━━━ DATASET ━━━
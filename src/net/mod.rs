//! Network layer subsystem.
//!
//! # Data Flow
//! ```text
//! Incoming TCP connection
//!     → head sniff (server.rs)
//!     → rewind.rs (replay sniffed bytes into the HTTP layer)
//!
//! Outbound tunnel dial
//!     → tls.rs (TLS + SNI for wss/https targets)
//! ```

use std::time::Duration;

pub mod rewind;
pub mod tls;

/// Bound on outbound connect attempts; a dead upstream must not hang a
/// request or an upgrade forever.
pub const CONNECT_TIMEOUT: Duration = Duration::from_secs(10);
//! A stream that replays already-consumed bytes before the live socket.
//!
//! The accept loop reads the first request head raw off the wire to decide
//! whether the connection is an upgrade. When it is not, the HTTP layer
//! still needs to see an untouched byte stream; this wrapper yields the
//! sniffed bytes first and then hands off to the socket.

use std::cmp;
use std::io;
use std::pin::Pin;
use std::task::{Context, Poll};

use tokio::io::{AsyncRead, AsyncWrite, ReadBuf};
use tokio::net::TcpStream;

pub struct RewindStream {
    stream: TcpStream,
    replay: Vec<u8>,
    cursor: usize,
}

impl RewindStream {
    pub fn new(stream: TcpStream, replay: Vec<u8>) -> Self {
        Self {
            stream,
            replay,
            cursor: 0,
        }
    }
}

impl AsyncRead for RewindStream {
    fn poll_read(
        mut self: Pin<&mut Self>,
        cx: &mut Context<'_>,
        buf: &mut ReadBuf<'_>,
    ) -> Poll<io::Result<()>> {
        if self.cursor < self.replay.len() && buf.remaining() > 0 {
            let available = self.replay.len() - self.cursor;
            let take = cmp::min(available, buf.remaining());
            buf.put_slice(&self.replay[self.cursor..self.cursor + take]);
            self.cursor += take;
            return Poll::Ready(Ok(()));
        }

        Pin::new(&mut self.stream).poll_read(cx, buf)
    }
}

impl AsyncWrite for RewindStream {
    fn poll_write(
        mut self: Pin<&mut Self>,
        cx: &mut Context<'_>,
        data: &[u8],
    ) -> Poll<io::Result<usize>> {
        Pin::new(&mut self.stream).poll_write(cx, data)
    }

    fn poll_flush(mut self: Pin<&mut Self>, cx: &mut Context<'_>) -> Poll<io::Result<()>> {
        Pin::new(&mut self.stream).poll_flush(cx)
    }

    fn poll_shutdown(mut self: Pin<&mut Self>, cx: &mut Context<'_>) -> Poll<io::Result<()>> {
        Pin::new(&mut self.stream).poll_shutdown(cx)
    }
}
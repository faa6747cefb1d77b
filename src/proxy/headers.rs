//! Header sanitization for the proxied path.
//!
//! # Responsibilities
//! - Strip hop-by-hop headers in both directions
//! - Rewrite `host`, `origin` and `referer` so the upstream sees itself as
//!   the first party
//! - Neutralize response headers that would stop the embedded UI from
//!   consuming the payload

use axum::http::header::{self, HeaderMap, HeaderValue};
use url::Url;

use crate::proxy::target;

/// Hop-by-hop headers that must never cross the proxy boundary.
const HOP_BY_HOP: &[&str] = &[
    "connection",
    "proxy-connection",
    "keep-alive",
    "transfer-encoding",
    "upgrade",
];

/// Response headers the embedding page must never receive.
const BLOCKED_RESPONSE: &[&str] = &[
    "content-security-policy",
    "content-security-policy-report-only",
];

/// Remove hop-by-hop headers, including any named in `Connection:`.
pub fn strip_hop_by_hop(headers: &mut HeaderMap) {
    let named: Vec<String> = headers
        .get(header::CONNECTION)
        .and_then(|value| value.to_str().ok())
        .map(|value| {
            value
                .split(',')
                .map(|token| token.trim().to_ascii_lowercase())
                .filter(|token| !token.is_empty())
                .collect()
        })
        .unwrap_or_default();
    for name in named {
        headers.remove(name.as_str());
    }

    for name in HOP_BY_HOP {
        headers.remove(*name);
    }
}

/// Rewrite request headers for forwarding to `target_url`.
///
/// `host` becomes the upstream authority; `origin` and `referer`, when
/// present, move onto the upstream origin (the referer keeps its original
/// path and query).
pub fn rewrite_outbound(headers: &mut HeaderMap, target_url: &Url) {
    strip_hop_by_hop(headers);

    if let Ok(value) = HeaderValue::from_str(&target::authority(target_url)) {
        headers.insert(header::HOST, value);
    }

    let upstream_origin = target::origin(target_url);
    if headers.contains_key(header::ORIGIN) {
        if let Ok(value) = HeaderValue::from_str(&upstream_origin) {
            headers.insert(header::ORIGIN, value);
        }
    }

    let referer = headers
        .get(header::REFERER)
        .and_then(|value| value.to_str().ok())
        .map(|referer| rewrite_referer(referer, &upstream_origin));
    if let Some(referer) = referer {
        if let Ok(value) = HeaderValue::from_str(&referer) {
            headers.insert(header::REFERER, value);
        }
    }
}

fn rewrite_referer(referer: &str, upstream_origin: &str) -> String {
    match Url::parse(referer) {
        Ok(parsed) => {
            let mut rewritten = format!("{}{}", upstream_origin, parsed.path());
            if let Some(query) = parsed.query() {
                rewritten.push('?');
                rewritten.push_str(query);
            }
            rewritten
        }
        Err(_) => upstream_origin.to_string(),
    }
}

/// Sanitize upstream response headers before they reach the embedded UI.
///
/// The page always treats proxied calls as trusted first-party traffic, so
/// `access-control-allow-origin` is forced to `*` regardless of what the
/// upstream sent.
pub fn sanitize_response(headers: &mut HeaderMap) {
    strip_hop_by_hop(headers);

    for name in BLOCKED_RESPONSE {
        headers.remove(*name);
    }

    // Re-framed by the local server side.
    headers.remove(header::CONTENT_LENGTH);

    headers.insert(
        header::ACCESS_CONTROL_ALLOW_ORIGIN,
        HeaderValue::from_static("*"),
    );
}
━━━
#### [DESCRIPTION OF THE TASK]
What you return must match the entries exactly, word for word.

#### [COMPLETED TASK]
filename src/net/mod.rs
//! Network layer subsystem.
//!
//! # Data Flow
//! ```text
//! Incoming TCP connection
//!     → head sniff (server.rs)
//!     → rewind.rs (replay sniffed bytes into the HTTP layer)
//!
//! Outbound tunnel dial
//!     → tls.rs (TLS + SNI for wss/https targets)
//! ```

use std::time::Duration;

pub mod rewind;
pub mod tls;

/// Bound on outbound connect attempts; a dead upstream must not hang a
/// request or an upgrade forever.
pub const CONNECT_TIMEOUT: Duration = Duration::from_secs(10);
//! A stream that replays already-consumed bytes before the live socket.
//!
//! The accept loop reads the first request head raw off the wire to decide
//! whether the connection is an upgrade. When it is not, the HTTP layer
//! still needs to see an untouched byte stream; this wrapper yields the
//! sniffed bytes first and then hands off to the socket.

use std::cmp;
use std::io;
use std::pin::Pin;
use std::task::{Context, Poll};

use tokio::io::{AsyncRead, AsyncWrite, ReadBuf};
use tokio::net::TcpStream;

pub struct RewindStream {
    stream: TcpStream,
    replay: Vec<u8>,
    cursor: usize,
}

impl RewindStream {
    pub fn new(stream: TcpStream, replay: Vec<u8>) -> Self {
        Self {
            stream,
            replay,
            cursor: 0,
        }
    }
}

impl AsyncRead for RewindStream {
    fn poll_read(
        mut self: Pin<&mut Self>,
        cx: &mut Context<'_>,
        buf: &mut ReadBuf<'_>,
    ) -> Poll<io::Result<()>> {
        if self.cursor < self.replay.len() && buf.remaining() > 0 {
            let available = self.replay.len() - self.cursor;
            let take = cmp::min(available, buf.remaining());
            buf.put_slice(&self.replay[self.cursor..self.cursor + take]);
            self.cursor += take;
            return Poll::Ready(Ok(()));
        }

        Pin::new(&mut self.stream).poll_read(cx, buf)
    }
}

impl AsyncWrite for RewindStream {
    fn poll_write(
        mut self: Pin<&mut Self>,
        cx: &mut Context<'_>,
        data: &[u8],
    ) -> Poll<io::Result<usize>> {
        Pin::new(&mut self.stream).poll_write(cx, data)
    }

    fn poll_flush(mut self: Pin<&mut Self>, cx: &mut Context<'_>) -> Poll<io::Result<()>> {
        Pin::new(&mut self.stream).poll_flush(cx)
    }

    fn poll_shutdown(mut self: Pin<&mut Self>, cx: &mut Context<'_>) -> Poll<io::Result<()>> {
        Pin::new(&mut self.stream).poll_shutdown(cx)
    }
}
repository faa6747cefb1d77b
filename src/proxy/headers.rs
//! Header sanitization for the proxied path.
//!
//! # Responsibilities
//! - Strip hop-by-hop headers in both directions
//! - Rewrite `host`, `origin` and `referer` so the upstream sees itself as
//!   the first party
//! - Neutralize response headers that would stop the embedded UI from
//!   consuming the payload

use axum::http::header::{self, HeaderMap, HeaderValue};
use url::Url;

use crate::proxy::target;

/// Hop-by-hop headers that must never cross the proxy boundary.
const HOP_BY_HOP: &[&str] = &[
    "connection",
    "proxy-connection",
    "keep-alive",
    "transfer-encoding",
    "upgrade",
];

/// Response headers the embedding page must never receive.
const BLOCKED_RESPONSE: &[&str] = &[
    "content-security-policy",
    "content-security-policy-report-only",
];

/// Remove hop-by-hop headers, including any named in `Connection:`.
pub fn strip_hop_by_hop(headers: &mut HeaderMap) {
    let named: Vec<String> = headers
        .get(header::CONNECTION)
        .and_then(|value| value.to_str().ok())
        .map(|value| {
            value
                .split(',')
                .map(|token| token.trim().to_ascii_lowercase())
                .filter(|token| !token.is_empty())
                .collect()
        })
        .unwrap_or_default();
    for name in named {
        headers.remove(name.as_str());
    }

    for name in HOP_BY_HOP {
        headers.remove(*name);
    }
}

/// Rewrite request headers for forwarding to `target_url`.
///
/// `host` becomes the upstream authority; `origin` and `referer`, when
/// present, move onto the upstream origin (the referer keeps its original
/// path and query).
pub fn rewrite_outbound(headers: &mut HeaderMap, target_url: &Url) {
    strip_hop_by_hop(headers);

    if let Ok(value) = HeaderValue::from_str(&target::authority(target_url)) {
        headers.insert(header::HOST, value);
    }

    let upstream_origin = target::origin(target_url);
    if headers.contains_key(header::ORIGIN) {
        if let Ok(value) = HeaderValue::from_str(&upstream_origin) {
            headers.insert(header::ORIGIN, value);
        }
    }

    let referer = headers
        .get(header::REFERER)
        .and_then(|value| value.to_str().ok())
        .map(|referer| rewrite_referer(referer, &upstream_origin));
    if let Some(referer) = referer {
        if let Ok(value) = HeaderValue::from_str(&referer) {
            headers.insert(header::REFERER, value);
        }
    }
}

fn rewrite_referer(referer: &str, upstream_origin: &str) -> String {
    match Url::parse(referer) {
        Ok(parsed) => {
            let mut rewritten = format!("{}{}", upstream_origin, parsed.path());
            if let Some(query) = parsed.query() {
                rewritten.push('?');
                rewritten.push_str(query);
            }
            rewritten
        }
        Err(_) => upstream_origin.to_string(),
    }
}

/// Sanitize upstream response headers before they reach the embedded UI.
///
/// The page always treats proxied calls as trusted first-party traffic, so
/// `access-control-allow-origin` is forced to `*` regardless of what the
/// upstream sent.
pub fn sanitize_response(headers: &mut HeaderMap) {
    strip_hop_by_hop(headers);

    for name in BLOCKED_RESPONSE {
        headers.remove(*name);
    }

    // Re-framed by the local server side.
    headers.remove(header::CONTENT_LENGTH);

    headers.insert(
        header::ACCESS_CONTROL_ALLOW_ORIGIN,
        HeaderValue::from_static("*"),
    );
}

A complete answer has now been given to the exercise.